Amalia Amaya Navarro - Group Disagreement and Virtuous Deliberation in Law

Event date
28 April 2022
Event time
17:00
Oxford week
TT 1
Venue
Massey Room - Balliol College
Speaker(s)
Amalia Amaya Navarro

On 28/04/2022, Prof. Amalia Amaya Navarro will present her paper 'Group Disagreement and Virtuous Deliberation in Law'. The seminar will start at 17:00 (UK time) and take place in the Massey Room, Balliol College.

 

Abstract

This paper examines group disagreement in law from a virtue perspective. More specifically, it claims that that the possession and exercise of deliberative virtues on the part of members of collegiate legal decision-making bodies helps tackle disagreement in an epistemically valuable way by mitigating a number of deliberative biases that thwart group deliberation.
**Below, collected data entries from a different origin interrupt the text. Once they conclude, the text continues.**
// ============================================================
// Layer 3 - Core Traits (Abstractions)
// ============================================================
// The application layer drives a run through these two traits
// and never sees csv readers or file handles directly:
//
//   - CsvLoader    implements RecordSource
//   - OutputStream implements LineSink
//
// Tests swap in in-memory implementations of both.

use anyhow::Result;

use crate::domain::couplet::FormattedLine;
use crate::domain::record::RowRead;

// ─── RecordSource ─────────────────────────────────────────────────────────────
/// Anything that yields corpus rows one at a time, in file order.
pub trait RecordSource {
    /// Pull the next row. `Ok(None)` means the input is exhausted.
    /// An `Err` is fatal (e.g. the underlying read failed).
    fn next_row(&mut self) -> Result<Option<RowRead>>;
}

/// A plain vector of rows is a source too. Handy in tests.
impl RecordSource for std::vec::IntoIter<RowRead> {
    fn next_row(&mut self) -> Result<Option<RowRead>> {
        Ok(self.next())
    }
}

// ─── LineSink ─────────────────────────────────────────────────────────────────
/// A destination for one split's formatted lines.
pub trait LineSink {
    fn write_line(&mut self, line: &FormattedLine) -> Result<()>;

    /// Flush everything written so far. Called once at the end of a run.
    fn finish(&mut self) -> Result<()>;
}

impl LineSink for Vec<FormattedLine> {
    fn write_line(&mut self, line: &FormattedLine) -> Result<()> {
        self.push(line.clone());
        Ok(())
    }

    fn finish(&mut self) -> Result<()> {
        Ok(())
    }
}
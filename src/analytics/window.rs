//! Query window policy
//!
//! Bounds how much raw click data a single aggregation may scan.

use chrono::{DateTime, Utc};

use crate::analytics::aggregator::{window_start, MAX_WINDOW_DAYS};
use crate::config::AnalyticsConfig;

/// A resolved lookback window
#[derive(Debug, Clone, Copy, PartialEq, Eq)]
pub struct QueryWindow {
    pub days: u32,
    pub start: DateTime<Utc>,
    pub end: DateTime<Utc>,
    /// Maximum number of events fetched for this window
    pub limit: i64,
}

impl QueryWindow {
    /// Resolve a requested window ending at `now`.
    ///
    /// Missing values fall back to the configured default; everything is
    /// clamped to `[1, max_lookback_days]`, and the lookback itself never
    /// exceeds [`MAX_WINDOW_DAYS`].
    pub fn resolve(requested_days: Option<u32>, config: &AnalyticsConfig, now: DateTime<Utc>) -> Self {
        let max_days = config.max_lookback_days.clamp(1, MAX_WINDOW_DAYS);
        let days = requested_days
            .unwrap_or(config.default_window_days)
            .clamp(1, max_days);

        Self {
            days,
            start: window_start(now, days),
            end: now,
            limit: config.max_events_per_query.max(1),
        }
    }

    /// Whether a fetch of `fetched` rows hit the row cap
    pub fn is_truncated(&self, fetched: usize) -> bool {
        fetched as i64 >= self.limit
    }
}
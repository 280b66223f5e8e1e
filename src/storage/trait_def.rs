use anyhow::Result;
use async_trait::async_trait;
use chrono::{DateTime, Utc};
use thiserror::Error;

use crate::analytics::models::{ClickEvent, Granularity, NewClick, RollupEntry};
use crate::cursor::CursorData;

#[derive(Debug, Error)]
pub enum StorageError {
    #[error("invalid stored record: {0}")]
    InvalidRecord(String),
    #[error(transparent)]
    Other(#[from] anyhow::Error),
}

impl From<sqlx::Error> for StorageError {
    fn from(e: sqlx::Error) -> Self {
        StorageError::Other(e.into())
    }
}

pub type StorageResult<T> = Result<T, StorageError>;

/// Which clicks a query covers
#[derive(Debug, Clone, PartialEq, Eq, Hash)]
pub enum ClickScope {
    Link(String),
    Workspace(String),
}

/// Time-bounded, capped click fetch
#[derive(Debug, Clone)]
pub struct ClickQuery {
    pub scope: ClickScope,
    pub since: DateTime<Utc>,
    pub until: DateTime<Utc>,
    pub limit: i64,
}

#[async_trait]
pub trait Storage: Send + Sync {
    /// Initialize the storage (create tables and indexes)
    async fn init(&self) -> Result<()>;

    /// Persist a new click and return it with its assigned id
    async fn insert_click(&self, click: &NewClick) -> StorageResult<ClickEvent>;

    /// Clicks in `[since, until]`, oldest first. When more than `limit`
    /// rows match, the newest `limit` are returned.
    async fn fetch_clicks(&self, query: &ClickQuery) -> StorageResult<Vec<ClickEvent>>;

    /// A page of clicks for a link, newest first, strictly after `cursor`
    async fn list_clicks_page(
        &self,
        link_id: &str,
        limit: i64,
        cursor: Option<&CursorData>,
    ) -> StorageResult<Vec<ClickEvent>>;

    /// Links with at least one click since `since`
    async fn active_links(&self, since: DateTime<Utc>) -> StorageResult<Vec<String>>;

    /// Insert or replace rollup buckets, returns the number of rows written
    async fn upsert_rollups(&self, entries: &[RollupEntry]) -> StorageResult<usize>;

    /// Stored rollups for a link with bucket labels at or after `since_bucket`
    async fn get_rollups(
        &self,
        link_id: &str,
        granularity: Granularity,
        since_bucket: &str,
    ) -> StorageResult<Vec<RollupEntry>>;
}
First, I will explain some phenomena that distort group deliberation and the way in which they interfere with groups reaching epistemically valuable agreement. Second, I will give an account of deliberative virtues and show how they can help mitigate these deliberative distortions thereby enabling groups to converge on attitudes that are properly responsive to the reasons available within the group. Last, I will consider some objections that may be raised against the view that deliberative virtues may be helpful for addressing the problems concerning group disagreement, namely, the objection from feasibility, which states that the proposal to address group disagreement through the deployment of virtue is unrealistic and devoid of practical implications; the objection from independence, i.e., the objection that individual virtue may lead to vice, rather than virtue, at group level; and the objection from consciousness, according to which deliberative distortions are unreflective and cannot be corrected through reflective mechanisms, such as virtue-based measures. I will conclude by arguing that even though these objections may be met, virtue remedies to group disagreement face important limits, which point towards interesting connections between the epistemology of group disagreement and political epistemology.